[[ Provided entries open ]]
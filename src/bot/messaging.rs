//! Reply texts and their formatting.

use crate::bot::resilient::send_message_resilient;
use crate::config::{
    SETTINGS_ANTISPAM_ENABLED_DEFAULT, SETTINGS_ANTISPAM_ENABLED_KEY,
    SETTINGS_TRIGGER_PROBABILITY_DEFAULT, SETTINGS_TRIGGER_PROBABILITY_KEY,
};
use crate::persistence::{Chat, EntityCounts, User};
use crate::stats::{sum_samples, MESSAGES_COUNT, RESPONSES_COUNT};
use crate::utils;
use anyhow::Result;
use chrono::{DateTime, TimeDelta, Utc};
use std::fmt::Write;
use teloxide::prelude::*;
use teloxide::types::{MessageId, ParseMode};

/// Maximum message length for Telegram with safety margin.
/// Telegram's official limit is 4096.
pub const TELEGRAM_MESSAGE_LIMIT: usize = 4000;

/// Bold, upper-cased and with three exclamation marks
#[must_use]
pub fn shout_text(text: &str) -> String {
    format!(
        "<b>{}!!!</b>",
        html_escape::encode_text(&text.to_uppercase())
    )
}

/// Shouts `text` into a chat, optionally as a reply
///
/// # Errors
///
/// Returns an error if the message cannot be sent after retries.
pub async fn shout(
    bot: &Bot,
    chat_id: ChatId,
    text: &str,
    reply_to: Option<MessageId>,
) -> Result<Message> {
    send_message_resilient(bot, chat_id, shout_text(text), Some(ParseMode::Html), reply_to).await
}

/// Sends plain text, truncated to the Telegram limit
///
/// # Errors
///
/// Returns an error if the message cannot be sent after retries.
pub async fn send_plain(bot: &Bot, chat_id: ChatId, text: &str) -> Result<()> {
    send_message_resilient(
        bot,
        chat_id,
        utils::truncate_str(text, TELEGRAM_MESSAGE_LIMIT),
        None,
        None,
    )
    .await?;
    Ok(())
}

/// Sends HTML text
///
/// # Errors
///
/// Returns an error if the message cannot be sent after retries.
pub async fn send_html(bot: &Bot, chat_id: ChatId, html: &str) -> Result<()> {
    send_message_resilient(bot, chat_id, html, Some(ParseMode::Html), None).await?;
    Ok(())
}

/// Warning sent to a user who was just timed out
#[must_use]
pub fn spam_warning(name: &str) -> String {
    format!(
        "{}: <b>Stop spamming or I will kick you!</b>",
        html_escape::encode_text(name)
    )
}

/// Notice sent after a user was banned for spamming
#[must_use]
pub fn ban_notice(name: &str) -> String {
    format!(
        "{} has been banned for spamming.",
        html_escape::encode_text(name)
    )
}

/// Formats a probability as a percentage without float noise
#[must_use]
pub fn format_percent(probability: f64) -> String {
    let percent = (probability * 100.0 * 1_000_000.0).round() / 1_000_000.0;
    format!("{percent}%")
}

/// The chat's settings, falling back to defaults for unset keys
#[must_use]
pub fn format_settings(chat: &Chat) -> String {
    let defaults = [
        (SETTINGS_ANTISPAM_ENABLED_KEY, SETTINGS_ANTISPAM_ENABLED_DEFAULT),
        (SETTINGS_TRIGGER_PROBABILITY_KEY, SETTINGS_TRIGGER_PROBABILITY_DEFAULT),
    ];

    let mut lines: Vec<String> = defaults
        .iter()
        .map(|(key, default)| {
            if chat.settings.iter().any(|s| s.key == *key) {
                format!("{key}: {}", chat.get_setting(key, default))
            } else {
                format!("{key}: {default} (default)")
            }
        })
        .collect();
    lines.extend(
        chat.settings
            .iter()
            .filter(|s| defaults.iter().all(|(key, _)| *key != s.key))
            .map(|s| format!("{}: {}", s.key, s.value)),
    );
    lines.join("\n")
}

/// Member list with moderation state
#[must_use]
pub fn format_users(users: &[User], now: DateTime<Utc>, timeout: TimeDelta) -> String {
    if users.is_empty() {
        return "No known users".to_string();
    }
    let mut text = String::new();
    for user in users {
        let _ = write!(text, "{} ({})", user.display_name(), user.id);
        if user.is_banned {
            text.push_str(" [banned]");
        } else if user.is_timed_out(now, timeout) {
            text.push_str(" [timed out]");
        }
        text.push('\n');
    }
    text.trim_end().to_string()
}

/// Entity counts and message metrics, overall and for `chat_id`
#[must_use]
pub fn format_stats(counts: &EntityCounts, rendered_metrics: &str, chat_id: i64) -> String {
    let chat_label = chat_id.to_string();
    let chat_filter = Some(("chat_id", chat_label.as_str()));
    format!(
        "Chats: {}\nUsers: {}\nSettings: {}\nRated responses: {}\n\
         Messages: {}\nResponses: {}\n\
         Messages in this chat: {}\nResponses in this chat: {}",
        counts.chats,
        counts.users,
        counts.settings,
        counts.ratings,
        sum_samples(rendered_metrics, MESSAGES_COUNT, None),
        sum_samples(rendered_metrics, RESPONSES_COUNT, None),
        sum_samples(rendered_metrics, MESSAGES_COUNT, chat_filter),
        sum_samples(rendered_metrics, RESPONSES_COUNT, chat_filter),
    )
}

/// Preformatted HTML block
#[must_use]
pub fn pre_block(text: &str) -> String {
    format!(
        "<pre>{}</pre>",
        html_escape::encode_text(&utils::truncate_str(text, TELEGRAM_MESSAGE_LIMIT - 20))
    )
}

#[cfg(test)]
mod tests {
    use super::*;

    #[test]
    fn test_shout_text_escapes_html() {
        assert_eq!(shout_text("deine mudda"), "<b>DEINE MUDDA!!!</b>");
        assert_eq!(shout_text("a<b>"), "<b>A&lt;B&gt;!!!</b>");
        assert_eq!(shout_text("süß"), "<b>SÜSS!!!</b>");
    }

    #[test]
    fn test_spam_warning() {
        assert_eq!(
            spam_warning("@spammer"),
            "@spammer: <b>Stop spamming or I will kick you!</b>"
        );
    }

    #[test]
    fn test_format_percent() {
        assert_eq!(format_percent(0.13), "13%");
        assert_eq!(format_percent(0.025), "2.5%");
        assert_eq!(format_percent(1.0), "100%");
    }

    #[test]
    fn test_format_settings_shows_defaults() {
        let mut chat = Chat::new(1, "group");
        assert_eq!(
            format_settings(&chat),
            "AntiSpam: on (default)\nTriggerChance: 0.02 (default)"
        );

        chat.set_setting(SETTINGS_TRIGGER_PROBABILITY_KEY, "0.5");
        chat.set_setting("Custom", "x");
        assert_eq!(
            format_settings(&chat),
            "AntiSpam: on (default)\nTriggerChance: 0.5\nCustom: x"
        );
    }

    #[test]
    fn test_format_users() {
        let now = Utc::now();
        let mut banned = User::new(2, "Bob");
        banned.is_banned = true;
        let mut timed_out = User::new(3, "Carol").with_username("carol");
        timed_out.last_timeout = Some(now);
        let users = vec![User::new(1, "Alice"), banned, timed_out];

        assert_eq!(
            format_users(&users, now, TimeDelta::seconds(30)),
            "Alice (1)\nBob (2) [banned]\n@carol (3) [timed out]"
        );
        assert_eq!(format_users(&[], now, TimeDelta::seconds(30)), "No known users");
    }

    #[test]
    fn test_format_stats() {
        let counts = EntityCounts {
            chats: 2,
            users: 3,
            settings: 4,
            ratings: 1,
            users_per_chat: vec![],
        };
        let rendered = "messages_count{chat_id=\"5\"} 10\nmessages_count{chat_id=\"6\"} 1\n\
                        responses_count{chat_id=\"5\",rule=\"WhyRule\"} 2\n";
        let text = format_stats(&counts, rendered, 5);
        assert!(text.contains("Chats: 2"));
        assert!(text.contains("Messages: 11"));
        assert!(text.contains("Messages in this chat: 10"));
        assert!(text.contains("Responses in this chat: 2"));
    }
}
[[ Provided entries closed ]]
[[ Provided entries open ]]
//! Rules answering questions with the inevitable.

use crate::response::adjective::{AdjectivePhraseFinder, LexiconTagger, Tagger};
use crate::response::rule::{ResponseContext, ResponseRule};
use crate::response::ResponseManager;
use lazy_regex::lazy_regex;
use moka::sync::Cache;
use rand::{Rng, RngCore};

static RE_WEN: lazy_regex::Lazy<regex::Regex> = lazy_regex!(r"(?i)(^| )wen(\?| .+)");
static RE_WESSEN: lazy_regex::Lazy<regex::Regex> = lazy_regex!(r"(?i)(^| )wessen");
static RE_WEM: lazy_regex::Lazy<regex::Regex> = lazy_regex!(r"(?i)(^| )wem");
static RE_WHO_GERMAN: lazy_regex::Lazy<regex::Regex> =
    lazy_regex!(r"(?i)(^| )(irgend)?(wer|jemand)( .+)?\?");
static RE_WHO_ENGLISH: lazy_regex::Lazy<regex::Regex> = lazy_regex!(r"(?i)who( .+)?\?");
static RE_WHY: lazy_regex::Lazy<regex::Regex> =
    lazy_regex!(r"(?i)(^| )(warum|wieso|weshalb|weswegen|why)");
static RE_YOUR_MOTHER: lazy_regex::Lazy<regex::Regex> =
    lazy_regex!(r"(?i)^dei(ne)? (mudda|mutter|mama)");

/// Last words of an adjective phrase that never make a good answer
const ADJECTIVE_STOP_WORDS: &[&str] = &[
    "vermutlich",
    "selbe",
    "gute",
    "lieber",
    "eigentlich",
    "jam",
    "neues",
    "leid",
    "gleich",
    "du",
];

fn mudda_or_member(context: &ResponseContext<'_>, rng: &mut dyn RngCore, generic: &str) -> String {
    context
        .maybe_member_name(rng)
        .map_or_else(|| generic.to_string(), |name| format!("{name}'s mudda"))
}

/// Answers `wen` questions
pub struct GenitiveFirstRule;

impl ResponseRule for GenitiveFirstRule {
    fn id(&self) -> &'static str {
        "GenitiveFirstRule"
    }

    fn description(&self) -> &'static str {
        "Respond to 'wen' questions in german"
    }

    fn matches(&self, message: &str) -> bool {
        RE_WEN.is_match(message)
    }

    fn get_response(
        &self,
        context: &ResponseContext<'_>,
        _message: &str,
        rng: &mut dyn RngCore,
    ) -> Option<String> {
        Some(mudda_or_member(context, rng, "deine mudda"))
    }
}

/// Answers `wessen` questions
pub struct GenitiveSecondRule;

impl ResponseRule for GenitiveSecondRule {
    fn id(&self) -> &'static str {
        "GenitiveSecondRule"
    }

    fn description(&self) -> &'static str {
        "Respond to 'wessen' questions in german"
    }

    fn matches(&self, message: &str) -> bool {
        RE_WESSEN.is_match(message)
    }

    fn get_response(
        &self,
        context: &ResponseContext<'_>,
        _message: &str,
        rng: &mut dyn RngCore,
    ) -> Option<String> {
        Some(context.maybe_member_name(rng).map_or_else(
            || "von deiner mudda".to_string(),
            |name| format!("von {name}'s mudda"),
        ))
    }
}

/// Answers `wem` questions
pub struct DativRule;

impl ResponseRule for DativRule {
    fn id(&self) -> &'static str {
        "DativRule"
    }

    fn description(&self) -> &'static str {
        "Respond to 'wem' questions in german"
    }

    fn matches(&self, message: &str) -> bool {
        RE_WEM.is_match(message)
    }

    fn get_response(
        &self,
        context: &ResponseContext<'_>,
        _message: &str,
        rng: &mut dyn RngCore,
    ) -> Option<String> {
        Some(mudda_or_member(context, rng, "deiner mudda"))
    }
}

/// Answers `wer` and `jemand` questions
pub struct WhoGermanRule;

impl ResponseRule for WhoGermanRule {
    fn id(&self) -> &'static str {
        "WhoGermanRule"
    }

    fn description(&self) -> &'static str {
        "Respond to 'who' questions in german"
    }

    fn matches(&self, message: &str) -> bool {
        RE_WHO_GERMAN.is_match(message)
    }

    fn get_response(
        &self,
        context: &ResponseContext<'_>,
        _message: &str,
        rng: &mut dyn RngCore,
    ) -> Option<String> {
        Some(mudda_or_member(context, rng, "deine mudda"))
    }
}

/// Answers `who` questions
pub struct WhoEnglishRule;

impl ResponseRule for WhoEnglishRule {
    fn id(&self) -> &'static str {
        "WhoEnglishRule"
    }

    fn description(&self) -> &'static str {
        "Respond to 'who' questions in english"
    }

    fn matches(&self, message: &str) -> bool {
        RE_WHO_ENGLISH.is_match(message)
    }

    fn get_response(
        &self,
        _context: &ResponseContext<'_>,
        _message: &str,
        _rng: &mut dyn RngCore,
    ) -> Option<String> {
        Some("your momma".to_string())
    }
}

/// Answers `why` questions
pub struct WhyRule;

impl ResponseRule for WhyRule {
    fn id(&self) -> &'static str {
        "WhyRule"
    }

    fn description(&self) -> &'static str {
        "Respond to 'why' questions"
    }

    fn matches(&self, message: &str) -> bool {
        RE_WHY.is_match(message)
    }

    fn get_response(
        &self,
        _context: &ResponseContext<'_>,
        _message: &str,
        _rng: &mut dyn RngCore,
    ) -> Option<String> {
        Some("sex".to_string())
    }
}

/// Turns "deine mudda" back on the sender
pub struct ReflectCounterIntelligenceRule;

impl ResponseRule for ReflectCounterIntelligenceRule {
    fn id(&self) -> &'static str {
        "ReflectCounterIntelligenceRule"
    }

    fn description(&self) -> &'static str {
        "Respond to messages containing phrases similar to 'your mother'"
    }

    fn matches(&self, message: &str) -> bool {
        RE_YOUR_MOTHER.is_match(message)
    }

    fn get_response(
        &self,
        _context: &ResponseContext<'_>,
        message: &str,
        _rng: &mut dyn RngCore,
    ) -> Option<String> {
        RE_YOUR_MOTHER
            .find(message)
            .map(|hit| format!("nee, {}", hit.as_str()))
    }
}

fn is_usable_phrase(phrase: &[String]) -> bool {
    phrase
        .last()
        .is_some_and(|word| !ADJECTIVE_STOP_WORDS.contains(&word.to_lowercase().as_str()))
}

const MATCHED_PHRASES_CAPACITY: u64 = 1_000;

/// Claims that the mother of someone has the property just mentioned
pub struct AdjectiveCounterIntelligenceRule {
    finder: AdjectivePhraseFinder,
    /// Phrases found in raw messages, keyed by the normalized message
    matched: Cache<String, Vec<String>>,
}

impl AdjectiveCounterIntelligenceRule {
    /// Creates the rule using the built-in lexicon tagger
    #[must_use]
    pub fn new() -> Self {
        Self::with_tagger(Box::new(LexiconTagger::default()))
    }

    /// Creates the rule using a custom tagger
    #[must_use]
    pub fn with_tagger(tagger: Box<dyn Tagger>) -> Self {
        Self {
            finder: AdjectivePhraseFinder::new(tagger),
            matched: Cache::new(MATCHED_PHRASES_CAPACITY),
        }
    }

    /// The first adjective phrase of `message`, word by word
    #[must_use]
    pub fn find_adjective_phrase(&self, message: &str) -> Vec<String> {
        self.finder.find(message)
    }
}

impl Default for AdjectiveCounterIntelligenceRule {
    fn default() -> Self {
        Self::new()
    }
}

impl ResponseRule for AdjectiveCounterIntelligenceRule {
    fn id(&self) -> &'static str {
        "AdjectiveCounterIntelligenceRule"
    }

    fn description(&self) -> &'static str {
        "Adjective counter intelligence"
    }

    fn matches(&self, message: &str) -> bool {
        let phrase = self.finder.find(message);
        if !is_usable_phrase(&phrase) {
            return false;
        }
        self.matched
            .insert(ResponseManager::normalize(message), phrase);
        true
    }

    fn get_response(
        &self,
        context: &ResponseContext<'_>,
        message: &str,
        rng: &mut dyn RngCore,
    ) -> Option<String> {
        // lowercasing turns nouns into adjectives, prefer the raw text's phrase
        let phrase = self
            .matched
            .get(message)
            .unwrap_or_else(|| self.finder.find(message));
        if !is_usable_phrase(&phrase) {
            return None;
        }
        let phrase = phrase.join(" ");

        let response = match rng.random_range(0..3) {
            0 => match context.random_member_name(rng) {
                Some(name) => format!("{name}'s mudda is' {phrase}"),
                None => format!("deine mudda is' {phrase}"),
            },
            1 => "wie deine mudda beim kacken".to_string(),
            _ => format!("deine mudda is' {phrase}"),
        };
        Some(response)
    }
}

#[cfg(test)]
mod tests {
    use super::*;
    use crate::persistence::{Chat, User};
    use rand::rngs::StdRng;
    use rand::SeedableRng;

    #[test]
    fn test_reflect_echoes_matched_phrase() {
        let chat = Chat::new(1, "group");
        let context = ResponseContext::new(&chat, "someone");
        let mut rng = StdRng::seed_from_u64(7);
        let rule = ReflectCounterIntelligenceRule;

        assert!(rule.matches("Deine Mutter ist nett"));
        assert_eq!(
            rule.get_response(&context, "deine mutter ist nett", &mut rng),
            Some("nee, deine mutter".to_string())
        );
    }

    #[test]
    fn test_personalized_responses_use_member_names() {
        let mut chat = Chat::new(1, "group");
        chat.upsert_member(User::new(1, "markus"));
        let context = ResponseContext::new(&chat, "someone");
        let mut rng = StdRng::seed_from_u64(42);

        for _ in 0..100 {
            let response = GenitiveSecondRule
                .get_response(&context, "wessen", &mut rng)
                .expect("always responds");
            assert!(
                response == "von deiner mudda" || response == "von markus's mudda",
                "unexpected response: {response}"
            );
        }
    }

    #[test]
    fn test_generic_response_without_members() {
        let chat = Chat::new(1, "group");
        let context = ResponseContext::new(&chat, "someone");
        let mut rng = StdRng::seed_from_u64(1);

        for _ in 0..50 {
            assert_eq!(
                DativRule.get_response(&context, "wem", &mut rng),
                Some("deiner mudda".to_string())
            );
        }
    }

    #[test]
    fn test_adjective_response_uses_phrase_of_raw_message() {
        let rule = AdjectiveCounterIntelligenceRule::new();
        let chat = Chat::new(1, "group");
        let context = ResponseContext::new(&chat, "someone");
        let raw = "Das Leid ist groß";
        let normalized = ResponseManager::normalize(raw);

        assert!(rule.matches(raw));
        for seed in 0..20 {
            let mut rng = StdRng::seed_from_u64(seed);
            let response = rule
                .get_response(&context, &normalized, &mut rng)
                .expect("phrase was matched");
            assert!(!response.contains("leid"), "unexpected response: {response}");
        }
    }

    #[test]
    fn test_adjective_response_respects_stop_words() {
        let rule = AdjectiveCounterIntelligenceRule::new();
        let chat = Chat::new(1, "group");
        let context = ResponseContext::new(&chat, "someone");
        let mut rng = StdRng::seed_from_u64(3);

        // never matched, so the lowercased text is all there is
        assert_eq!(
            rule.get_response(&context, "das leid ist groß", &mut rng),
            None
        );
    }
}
[[ Provided entries closed ]]
Take every line from the data above that holds "lines" and copy it out.

    let mut lines: Vec<String> = defaults
    lines.extend(
    lines.join("\n")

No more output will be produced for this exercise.